Entries taken from a collection:
※

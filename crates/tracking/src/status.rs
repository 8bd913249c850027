use chrono::{DateTime, Utc};
use serde::{Deserialize, Serialize};
use telemetry::VehiclePosition;

use crate::config::TrackingConfig;

/// Operational state of a vehicle, derived fresh on every read from its most
/// recent sample and the current instant. Never persisted.
#[derive(Debug, Clone, Copy, PartialEq, Eq, Hash, Serialize, Deserialize)]
#[serde(rename_all = "camelCase")]
pub enum VehicleStatus {
    Active,
    EnRoute,
    Stopped,
    Offline,
}

/// Derives the operational state from the last known sample. Rules are
/// evaluated in order, first match wins:
///
/// - no sample ever recorded: offline
/// - sample older than the staleness threshold: offline, telemetry presumed lost
/// - speed above the moving threshold: en route
/// - speed at or below the moving threshold: stopped
/// - fresh sample without a speed signal: active
#[must_use]
pub fn derive(
    last: Option<&VehiclePosition>, now: DateTime<Utc>, config: &TrackingConfig,
) -> VehicleStatus {
    let Some(position) = last else {
        return VehicleStatus::Offline;
    };
    if now - position.updated_at > config.stale_after {
        return VehicleStatus::Offline;
    }
    match position.speed {
        Some(speed) if speed > config.moving_threshold_kmh => VehicleStatus::EnRoute,
        Some(_) => VehicleStatus::Stopped,
        None => VehicleStatus::Active,
    }
}

#[cfg(test)]
mod tests {
    use chrono::{Duration, TimeZone, Utc};

    use super::{VehicleStatus, derive};
    use crate::config::TrackingConfig;
    use telemetry::VehiclePosition;

    fn position(age_minutes: i64, speed: Option<f64>) -> VehiclePosition {
        VehiclePosition {
            vehicle_id: "v-1".to_string(),
            latitude: -36.85,
            longitude: 174.76,
            speed,
            heading: None,
            updated_at: now() - Duration::minutes(age_minutes),
            tag: None,
        }
    }

    fn now() -> chrono::DateTime<Utc> {
        Utc.with_ymd_and_hms(2026, 3, 14, 12, 0, 0).unwrap()
    }

    #[test]
    fn no_sample_is_offline() {
        assert_eq!(derive(None, now(), &TrackingConfig::default()), VehicleStatus::Offline);
    }

    #[test]
    fn staleness_overrides_speed() {
        let position = position(45, Some(40.0));
        assert_eq!(
            derive(Some(&position), now(), &TrackingConfig::default()),
            VehicleStatus::Offline
        );
    }

    #[test]
    fn exactly_at_threshold_is_not_stale() {
        let position = position(30, Some(40.0));
        assert_eq!(
            derive(Some(&position), now(), &TrackingConfig::default()),
            VehicleStatus::EnRoute
        );
    }

    #[test]
    fn fresh_and_fast_is_en_route() {
        let position = position(1, Some(5.1));
        assert_eq!(
            derive(Some(&position), now(), &TrackingConfig::default()),
            VehicleStatus::EnRoute
        );
    }

    #[test]
    fn threshold_speed_is_stopped() {
        let position = position(1, Some(5.0));
        assert_eq!(
            derive(Some(&position), now(), &TrackingConfig::default()),
            VehicleStatus::Stopped
        );
    }

    #[test]
    fn no_speed_signal_is_active() {
        let position = position(1, None);
        assert_eq!(
            derive(Some(&position), now(), &TrackingConfig::default()),
            VehicleStatus::Active
        );
    }
}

※

> [TASK DETAILS] From the line holding "let position = position(1, Some(5.1));" down to the final line above, quote every line exactly and only those lines.

> [ANSWER TO THIS TASK]
        let position = position(1, Some(5.1));
        assert_eq!(
            derive(Some(&position), now(), &TrackingConfig::default()),
            VehicleStatus::EnRoute
        );
    }

    #[test]
    fn threshold_speed_is_stopped() {
        let position = position(1, Some(5.0));
        assert_eq!(
            derive(Some(&position), now(), &TrackingConfig::default()),
            VehicleStatus::Stopped
        );
    }

    #[test]
    fn no_speed_signal_is_active() {
        let position = position(1, None);
        assert_eq!(
            derive(Some(&position), now(), &TrackingConfig::default()),
            VehicleStatus::Active
        );
    }
}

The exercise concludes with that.